“A demência coloca desafios à pessoa afetada, mas também à família e à sociedade, que têm a obrigação de se adaptar para responder às diferentes necessidades. Acreditamos que, após um diagnóstico e seguimento clínico adequados, a prioridade é a formação e capacitação das pessoas envolvidas para responder aos desafios do dia-a-dia e cuidar de acordo com as melhores práticas”, afirma Camila Nóbrega, neurologista e coordenadora da Unidade de Diagnóstico e Intervenção do Serviço de Psiquiatria Geriátrica do Hospital Júlio de Matos.

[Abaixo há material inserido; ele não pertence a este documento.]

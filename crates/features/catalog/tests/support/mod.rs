#![allow(dead_code, unreachable_pub)]

use parking_lot::RwLock;
use showroom_catalog::CatalogError;
use showroom_catalog::domain::{Brand, BrandId, BrandInput, Model};
use showroom_catalog::server::{BrandWorkflow, CatalogStore, Collection, LogoUploader};
use showroom_domain::config::UploadConfig;
use showroom_storage::Storage;
use std::sync::Arc;
use std::sync::atomic::{AtomicBool, AtomicU64, Ordering};
use tempfile::TempDir;

#[derive(Debug, Default)]
struct State {
    brands: Vec<Brand>,
    models: Vec<Model>,
    features: u64,
}

/// In-memory [`CatalogStore`] with a switch to simulate an unreachable database.
#[derive(Debug, Clone, Default)]
pub struct MemoryStore {
    state: Arc<RwLock<State>>,
    offline: Arc<AtomicBool>,
    read_only: Arc<AtomicBool>,
    next_id: Arc<AtomicU64>,
}

impl MemoryStore {
    pub fn set_offline(&self, offline: bool) {
        self.offline.store(offline, Ordering::SeqCst);
    }

    /// Reads keep working while updates of existing brands fail.
    pub fn set_read_only(&self, read_only: bool) {
        self.read_only.store(read_only, Ordering::SeqCst);
    }

    pub fn add_model(&self, id: &str, name: &str, brand: &BrandId) {
        self.state.write().models.push(Model {
            id: id.to_owned(),
            name: name.to_owned(),
            brand: brand.clone(),
        });
    }

    pub fn set_features(&self, count: u64) {
        self.state.write().features = count;
    }

    pub fn snapshot(&self) -> Vec<Brand> {
        self.state.read().brands.clone()
    }

    fn online(&self) -> Result<(), CatalogError> {
        if self.offline.load(Ordering::SeqCst) {
            Err(CatalogError::from("store offline"))
        } else {
            Ok(())
        }
    }

    fn update<F>(&self, id: &BrandId, apply: F) -> Result<Brand, CatalogError>
    where
        F: FnOnce(&mut Brand),
    {
        self.online()?;
        if self.read_only.load(Ordering::SeqCst) {
            return Err(CatalogError::from("store is read only"));
        }
        let mut state = self.state.write();
        let brand = state
            .brands
            .iter_mut()
            .find(|brand| &brand.id == id)
            .ok_or_else(|| CatalogError::NotFound { message: id.to_string().into(), context: None })?;
        apply(brand);
        Ok(brand.clone())
    }
}

impl CatalogStore for MemoryStore {
    async fn brands(&self) -> Result<Vec<Brand>, CatalogError> {
        self.online()?;
        let mut brands = self.state.read().brands.clone();
        brands.sort_by(|a, b| a.name.cmp(&b.name));
        Ok(brands)
    }

    async fn brand(&self, id: &BrandId) -> Result<Option<Brand>, CatalogError> {
        self.online()?;
        Ok(self.state.read().brands.iter().find(|brand| &brand.id == id).cloned())
    }

    async fn brand_by_name(&self, name: &str) -> Result<Option<Brand>, CatalogError> {
        self.online()?;
        Ok(self.state.read().brands.iter().find(|brand| brand.name == name).cloned())
    }

    async fn models_of(&self, id: &BrandId) -> Result<Vec<Model>, CatalogError> {
        self.online()?;
        Ok(self.state.read().models.iter().filter(|model| &model.brand == id).cloned().collect())
    }

    async fn count(&self, collection: Collection) -> Result<u64, CatalogError> {
        self.online()?;
        let state = self.state.read();
        Ok(match collection {
            Collection::Brands => state.brands.len() as u64,
            Collection::Models => state.models.len() as u64,
            Collection::Features => state.features,
        })
    }

    async fn insert_brand(&self, input: &BrandInput) -> Result<Brand, CatalogError> {
        self.online()?;
        let n = self.next_id.fetch_add(1, Ordering::SeqCst);
        let brand = Brand {
            id: BrandId::parse(&format!("b{n}")).ok_or("bad id")?,
            name: input.name.clone(),
            founded: input.founded,
            logo: None,
        };
        self.state.write().brands.push(brand.clone());
        Ok(brand)
    }

    async fn replace_brand(&self, id: &BrandId, input: &BrandInput) -> Result<Brand, CatalogError> {
        self.update(id, |brand| {
            brand.name.clone_from(&input.name);
            brand.founded = input.founded;
        })
    }

    async fn set_logo(&self, id: &BrandId, logo: &str) -> Result<Brand, CatalogError> {
        self.update(id, |brand| brand.logo = Some(logo.to_owned()))
    }

    async fn remove_brand(&self, id: &BrandId) -> Result<(), CatalogError> {
        self.online()?;
        self.state.write().brands.retain(|brand| &brand.id != id);
        Ok(())
    }
}

/// Upload storage in a temp dir, kept alive by the returned guard.
pub async fn uploader(max_bytes: usize) -> (TempDir, Storage, LogoUploader) {
    let tmp = tempfile::tempdir().unwrap();
    let storage = Storage::builder().root(tmp.path().join("uploads")).connect().await.unwrap();
    let rules = UploadConfig { max_bytes, ..UploadConfig::default() };
    let uploader = LogoUploader::new(&storage, rules).unwrap();
    (tmp, storage, uploader)
}

pub async fn workflow() -> (TempDir, MemoryStore, BrandWorkflow<MemoryStore>) {
    let (tmp, _storage, uploader) = uploader(1024).await;
    let store = MemoryStore::default();
    (tmp, store.clone(), BrandWorkflow::new(store, uploader))
}
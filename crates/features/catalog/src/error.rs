use std::borrow::Cow;

#[showroom_derive::showroom_error]
pub enum CatalogError {
    /// The id is malformed or names no stored brand.
    #[error("Not found{}: {message}", format_context(.context))]
    NotFound { message: Cow<'static, str>, context: Option<Cow<'static, str>> },

    #[cfg(feature = "server")]
    #[error("Store error{}: {source}", format_context(.context))]
    Store { source: surrealdb::Error, context: Option<Cow<'static, str>> },

    #[cfg(feature = "server")]
    #[error("Storage error{}: {source}", format_context(.context))]
    Storage { source: showroom_storage::StorageError, context: Option<Cow<'static, str>> },

    #[error("Template error{}: {source}", format_context(.context))]
    Template { source: handlebars::TemplateError, context: Option<Cow<'static, str>> },

    #[error("Render error{}: {source}", format_context(.context))]
    Render { source: handlebars::RenderError, context: Option<Cow<'static, str>> },

    #[cfg(feature = "server")]
    #[error("Slice error{}: {source}", format_context(.context))]
    Slice {
        source: showroom_kernel::server::ApiStateError,
        context: Option<Cow<'static, str>>,
    },

    #[error("Internal catalog error{}: {message}", format_context(.context))]
    Internal { message: Cow<'static, str>, context: Option<Cow<'static, str>> },
}

impl CatalogError {
    pub(crate) fn not_found(what: impl Into<Cow<'static, str>>) -> Self {
        Self::NotFound { message: what.into(), context: None }
    }

    #[must_use]
    pub const fn is_not_found(&self) -> bool {
        matches!(self, Self::NotFound { .. })
    }
}

#[cfg(feature = "server")]
impl axum::response::IntoResponse for CatalogError {
    fn into_response(self) -> axum::response::Response {
        use axum::http::StatusCode;

        let status =
            if self.is_not_found() { StatusCode::NOT_FOUND } else { StatusCode::INTERNAL_SERVER_ERROR };
        if status.is_server_error() {
            tracing::error!(error = %self, "Catalog request failed");
        }
        let reason = status.canonical_reason().unwrap_or("Error");
        (status, reason).into_response()
    }
}
//! # Logger
//!
//! Installs the process-wide `tracing` subscriber: a compact coloured console layer and,
//! once a directory is given, a non-blocking rolling file layer (plain text or JSON).
//!
//! The builder is typestated: a name is required before [`LoggerBuilder::init`] is
//! available, and file-only knobs (rotation, retention, JSON) only exist after
//! [`LoggerBuilder::path`].
//!
//! ```rust
//! # use showroom_logger::{Logger, LevelFilter};
//! let _logger = Logger::builder()
//!     .name("showroom")
//!     .level(LevelFilter::DEBUG)
//!     .env_filter("showroom=debug,tower_http=info")
//!     .init()
//!     .unwrap();
//! ```

mod error;

pub use crate::error::{LoggerError, LoggerErrorExt};
pub use tracing::level_filters::LevelFilter;
pub use tracing_appender::rolling::Rotation;

use private::Sealed;
use std::marker::PhantomData;
use std::path::PathBuf;
use tracing_appender::non_blocking::WorkerGuard;
use tracing_appender::rolling::RollingFileAppender;
use tracing_subscriber::layer::SubscriberExt;
use tracing_subscriber::util::SubscriberInitExt;
use tracing_subscriber::{EnvFilter, Layer, Registry, fmt};

const LOG_FILE_SUFFIX: &str = "log";

type BoxedLayer = Box<dyn Layer<Registry> + Send + Sync>;

/// Line format of the rolling log files.
#[derive(Debug, Default, Clone, Copy, PartialEq, Eq)]
pub enum FileFormat {
    #[default]
    Text,
    Json,
}

#[derive(Debug)]
struct FileSettings {
    directory: PathBuf,
    rotation: Rotation,
    max_files: usize,
    format: FileFormat,
}

#[derive(Debug)]
struct Settings {
    console: bool,
    level: LevelFilter,
    directives: Option<String>,
    file: Option<FileSettings>,
}

impl Default for Settings {
    fn default() -> Self {
        Self { console: true, level: LevelFilter::INFO, directives: None, file: None }
    }
}

#[derive(Debug)]
pub struct NoName;
#[derive(Debug)]
pub struct WithName(String);
#[derive(Debug)]
pub struct NoFile;
#[derive(Debug)]
pub struct WithFile;

mod private {
    pub trait Sealed {}
}
impl Sealed for NoName {}
impl Sealed for WithName {}
impl Sealed for NoFile {}
impl Sealed for WithFile {}

/// Typestated builder for the global subscriber.
#[derive(Debug)]
#[must_use = "the builder does nothing until `init` is called"]
pub struct LoggerBuilder<N: Sealed = NoName, F: Sealed = NoFile> {
    settings: Settings,
    name: N,
    file: PhantomData<F>,
}

impl<F: Sealed> LoggerBuilder<NoName, F> {
    /// Names the application. The name prefixes rolling log files.
    pub fn name(self, name: impl Into<String>) -> LoggerBuilder<WithName, F> {
        LoggerBuilder { settings: self.settings, name: WithName(name.into()), file: PhantomData }
    }
}

impl<F: Sealed> LoggerBuilder<WithName, F> {
    pub const fn level(mut self, level: LevelFilter) -> Self {
        self.settings.level = level;
        self
    }

    /// Default directives such as `showroom=debug,hyper=warn`. `RUST_LOG` is only read
    /// when no directives are given.
    pub fn env_filter(mut self, directives: impl Into<String>) -> Self {
        self.settings.directives = Some(directives.into());
        self
    }

    pub const fn console(mut self, enabled: bool) -> Self {
        self.settings.console = enabled;
        self
    }

    /// Writes rolling log files (daily, ten kept) into `directory`.
    pub fn path(self, directory: impl Into<PathBuf>) -> LoggerBuilder<WithName, WithFile> {
        let mut settings = self.settings;
        settings.file = Some(FileSettings {
            directory: directory.into(),
            rotation: Rotation::DAILY,
            max_files: 10,
            format: FileFormat::Text,
        });
        LoggerBuilder { settings, name: self.name, file: PhantomData }
    }

    /// Installs the subscriber.
    ///
    /// The returned [`Logger`] owns the file writer's worker guard; keep it alive until
    /// shutdown or buffered lines are lost.
    ///
    /// # Errors
    /// * [`LoggerError::InvalidConfiguration`] for an empty name, zero retention, a bad
    ///   filter or when no layer is enabled.
    /// * [`LoggerError::Subscriber`] when a global subscriber is already installed.
    pub fn init(self) -> Result<Logger, LoggerError> {
        let name = self.name.0;
        validate(&self.settings, &name)?;

        let filter = env_filter(&self.settings)?;
        let mut layers: Vec<BoxedLayer> = Vec::new();

        if self.settings.console {
            layers.push(fmt::layer().compact().with_ansi(true).boxed());
        }

        let guard = match self.settings.file {
            Some(file) => {
                let (layer, guard) = file_layer(&name, file)?;
                layers.push(layer);
                Some(guard)
            }
            None => None,
        };

        if layers.is_empty() {
            return Err(LoggerError::InvalidConfiguration {
                message: "Neither console nor file output is enabled".into(),
                context: None,
            });
        }

        tracing_subscriber::registry()
            .with(layers)
            .with(filter)
            .try_init()
            .context("Installing global subscriber")?;

        Ok(Logger { guard })
    }
}

impl LoggerBuilder<WithName, WithFile> {
    pub fn rotation(mut self, rotation: Rotation) -> Self {
        if let Some(file) = self.settings.file.as_mut() {
            file.rotation = rotation;
        }
        self
    }

    /// Number of rotated files kept on disk.
    pub fn max_files(mut self, max: usize) -> Self {
        if let Some(file) = self.settings.file.as_mut() {
            file.max_files = max;
        }
        self
    }

    pub fn format(mut self, format: FileFormat) -> Self {
        if let Some(file) = self.settings.file.as_mut() {
            file.format = format;
        }
        self
    }
}

/// Handle to the installed subscriber.
#[must_use = "dropping the handle stops the background log writer"]
#[derive(Debug)]
pub struct Logger {
    guard: Option<WorkerGuard>,
}

impl Logger {
    pub fn builder() -> LoggerBuilder {
        LoggerBuilder { settings: Settings::default(), name: NoName, file: PhantomData }
    }

    /// `true` when a rolling file writer is attached.
    #[must_use]
    pub const fn writes_files(&self) -> bool {
        self.guard.is_some()
    }
}

impl Drop for Logger {
    fn drop(&mut self) {
        if self.guard.is_some() {
            tracing::info!("Flushing log files");
        }
    }
}

fn file_layer(name: &str, file: FileSettings) -> Result<(BoxedLayer, WorkerGuard), LoggerError> {
    std::fs::create_dir_all(&file.directory)
        .context(format!("Creating log directory {}", file.directory.display()))?;

    let appender = RollingFileAppender::builder()
        .rotation(file.rotation)
        .filename_prefix(name)
        .filename_suffix(LOG_FILE_SUFFIX)
        .max_log_files(file.max_files)
        .build(&file.directory)?;

    let (writer, guard) = tracing_appender::non_blocking(appender);
    let layer = fmt::layer().with_writer(writer).with_ansi(false);

    let boxed = match file.format {
        FileFormat::Text => layer.boxed(),
        FileFormat::Json => layer.json().boxed(),
    };
    Ok((boxed, guard))
}

fn validate(settings: &Settings, name: &str) -> Result<(), LoggerError> {
    if name.trim().is_empty() {
        return Err(LoggerError::InvalidConfiguration {
            message: "Logger name cannot be empty".into(),
            context: None,
        });
    }
    if settings.file.as_ref().is_some_and(|file| file.max_files == 0) {
        return Err(LoggerError::InvalidConfiguration {
            message: "max_files must be greater than zero".into(),
            context: None,
        });
    }
    Ok(())
}

fn env_filter(settings: &Settings) -> Result<EnvFilter, LoggerError> {
    let builder = EnvFilter::builder().with_default_directive(settings.level.into());
    match settings.directives.as_deref() {
        None => Ok(builder.from_env_lossy()),
        Some(directives) => {
            builder.parse(directives).map_err(|e| LoggerError::InvalidConfiguration {
                message: format!("Invalid filter '{directives}': {e}").into(),
                context: None,
            })
        }
    }
}

#[cfg(test)]
mod tests {
    use super::*;

    #[test]
    fn defaults_log_info_to_console_only() {
        let builder = Logger::builder().name("showroom");
        assert!(builder.settings.console);
        assert_eq!(builder.settings.level, LevelFilter::INFO);
        assert!(builder.settings.file.is_none());
    }

    #[test]
    fn file_knobs_apply_after_path() {
        let builder = Logger::builder()
            .name("showroom")
            .path("logs")
            .rotation(Rotation::HOURLY)
            .max_files(3)
            .format(FileFormat::Json);

        let file = builder.settings.file.as_ref().unwrap();
        assert_eq!(file.directory, PathBuf::from("logs"));
        assert_eq!(file.max_files, 3);
        assert_eq!(file.format, FileFormat::Json);
    }

    #[test]
    fn blank_name_is_rejected() {
        let err = validate(&Settings::default(), "  ").unwrap_err();
        assert!(matches!(err, LoggerError::InvalidConfiguration { .. }));
    }

    #[test]
    fn zero_retention_is_rejected() {
        let builder = Logger::builder().name("showroom").path("logs").max_files(0);
        assert!(validate(&builder.settings, "showroom").is_err());
    }

    #[test]
    fn malformed_directives_are_rejected() {
        let settings =
            Settings { directives: Some("showroom=[".to_owned()), ..Settings::default() };
        assert!(env_filter(&settings).is_err());
    }

    #[test]
    fn no_output_is_rejected_before_installing() {
        let err = Logger::builder().name("showroom").console(false).init().unwrap_err();
        assert!(matches!(err, LoggerError::InvalidConfiguration { .. }));
    }
}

O acesso é livre, sendo que as sessões vão abordar temas como a depressão, afetos, sexualidade, condução e perda de mobilidade, existindo sempre espaço para questões e partilhas do público.
As sessões realizam-se nos dias 6, 13, 20 e 27 de novembro; 4, 11 e 18 de dezembro; 8, 15, 22 e 29 de janeiro; 5, 12, 19 e 26 de fevereiro; 5, 12, 19 e 26 de março.
Estima-se que 19,9 pessoas em cada mil habitantes sofram de demência em Portugal, números que colocam o nosso país como um dos países da Organização para a Cooperação e Desenvolvimento Econômico (OCDE) com maior prevalência da doença.